- WHAT TO DO -
If a line below contains the word "None", count it. Please give the total and nothing else.

- EXCERPTED DATA -
=-=-=
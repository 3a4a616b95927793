//! Hex and text helpers shared by decoders, records and the renderer.

/// Bytes as contiguous lower-case hex, e.g. `5000c500`.
pub fn hex_string(bytes: &[u8]) -> String {
    let mut out = String::with_capacity(bytes.len() * 2);
    for b in bytes {
        push_fmt!(out, "{:02x}", b);
    }
    out
}

/// Compact identifier form used for designators: `0x` followed by the bytes.
///
/// # Examples
/// ```
/// use vpdscope_core::compact_hex;
///
/// assert_eq!(compact_hex(&[0x50, 0x00, 0xc5]), "0x5000c5");
/// ```
pub fn compact_hex(bytes: &[u8]) -> String {
    format!("0x{}", hex_string(bytes))
}

/// Parse contiguous hex text (as produced by [`hex_string`]).
pub fn parse_hex(text: &str) -> Option<Vec<u8>> {
    let text = text.trim();
    if text.len() % 2 != 0 {
        return None;
    }
    (0..text.len())
        .step_by(2)
        .map(|i| text.get(i..i + 2).and_then(|pair| u8::from_str_radix(pair, 16).ok()))
        .collect()
}

/// Offset-prefixed hex dump, 16 bytes per line, optionally with an ASCII column.
///
/// # Examples
/// ```
/// use vpdscope_core::hex_dump;
///
/// let dump = hex_dump(b"ABC", true);
/// assert!(dump.starts_with(" 00     41 42 43"));
/// assert!(dump.trim_end().ends_with("ABC"));
/// ```
pub fn hex_dump(bytes: &[u8], with_ascii: bool) -> String {
    const HEX_COLUMN_WIDTH: usize = 50;
    let mut out = String::new();
    for (line, chunk) in bytes.chunks(16).enumerate() {
        let mut hex = String::with_capacity(HEX_COLUMN_WIDTH);
        for (i, b) in chunk.iter().enumerate() {
            if i == 8 {
                hex.push(' ');
            }
            push_fmt!(hex, "{:02x} ", b);
        }
        push_fmt!(out, " {:02x}     ", line * 16);
        if with_ascii {
            let ascii: String = chunk
                .iter()
                .map(|&b| if (0x20..0x7f).contains(&b) { b as char } else { '.' })
                .collect();
            push_line!(out, "{:<width$}{}", hex, ascii, width = HEX_COLUMN_WIDTH);
        } else {
            push_line!(out, "{}", hex.trim_end());
        }
    }
    out
}

/// ASCII/UTF-8 text up to the first NUL, lossily decoded.
pub fn text_until_nul(bytes: &[u8]) -> String {
    let end = bytes.iter().position(|&b| b == 0).unwrap_or(bytes.len());
    String::from_utf8_lossy(&bytes[..end]).into_owned()
}

/// Serde adapter storing byte vectors as hex strings.
pub(crate) mod hex_bytes {
    use serde::{Deserialize, Deserializer, Serializer, de::Error};

    pub fn serialize<S, T>(bytes: T, serializer: S) -> Result<S::Ok, S::Error>
    where
        S: Serializer,
        T: AsRef<[u8]>,
    {
        serializer.serialize_str(&super::hex_string(bytes.as_ref()))
    }

    pub fn deserialize<'de, D>(deserializer: D) -> Result<Vec<u8>, D::Error>
    where
        D: Deserializer<'de>,
    {
        let text = String::deserialize(deserializer)?;
        super::parse_hex(&text).ok_or_else(|| D::Error::custom("invalid hex string"))
    }
}

/// Serde adapter for optional byte vectors stored as hex strings.
pub(crate) mod hex_bytes_opt {
    use serde::{Deserialize, Deserializer, Serializer, de::Error};

    pub fn serialize<S>(bytes: &Option<Vec<u8>>, serializer: S) -> Result<S::Ok, S::Error>
    where
        S: Serializer,
    {
        match bytes {
            Some(bytes) => serializer.serialize_some(&super::hex_string(bytes)),
            None => serializer.serialize_none(),
        }
    }

    pub fn deserialize<'de, D>(deserializer: D) -> Result<Option<Vec<u8>>, D::Error>
    where
        D: Deserializer<'de>,
    {
        match Option::<String>::deserialize(deserializer)? {
            Some(text) => super::parse_hex(&text)
                .map(Some)
                .ok_or_else(|| D::Error::custom("invalid hex string")),
            None => Ok(None),
        }
    }
}
mod capture;
mod memory;

pub use capture::CaptureFetcher;
pub use memory::MemoryFetcher;

use thiserror::Error;

/// Answers INQUIRY requests for VPD pages.
///
/// A fetcher behaves like a device: it returns at most `alloc_len` bytes of
/// the page, so callers must re-fetch when the page declares more.
pub trait PageFetcher {
    fn fetch_page(&mut self, page_code: u8, alloc_len: u16) -> Result<Vec<u8>, FetchError>;
}

impl<F: PageFetcher + ?Sized> PageFetcher for &mut F {
    fn fetch_page(&mut self, page_code: u8, alloc_len: u16) -> Result<Vec<u8>, FetchError> {
        (**self).fetch_page(page_code, alloc_len)
    }
}

#[derive(Debug, Error)]
pub enum FetchError {
    #[error("I/O error: {0}")]
    Io(#[from] std::io::Error),
}

impl FetchError {
    pub(crate) fn missing_page(page_code: u8) -> Self {
        FetchError::Io(std::io::Error::new(
            std::io::ErrorKind::NotFound,
            format!("no response for VPD page 0x{page_code:02x}"),
        ))
    }
}

/// Cuts a stored response to what a device would return for `alloc_len`.
fn honour_alloc_len(mut response: Vec<u8>, alloc_len: u16) -> Vec<u8> {
    response.truncate(usize::from(alloc_len));
    response
}
//! TransportID decoding (initiator port identifiers).
//!
//! A TransportID list is a run of records whose first byte carries a format
//! code (bits 7..6) and a protocol identifier (bits 3..0). Records are 24
//! bytes except iSCSI, which declares its name length in bytes 2..3. Decoding
//! never fails: records cut short by the buffer end decode to
//! `TransportId::Truncated`, unknown protocols to `TransportId::Unknown`.

pub mod error;
pub mod layout;
pub mod parser;
pub mod reader;

pub use error::TransportIdError;
pub use parser::{TransportId, TransportIdIter, TransportIdRecord};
=-=-=
- RESPONSE AREA -
3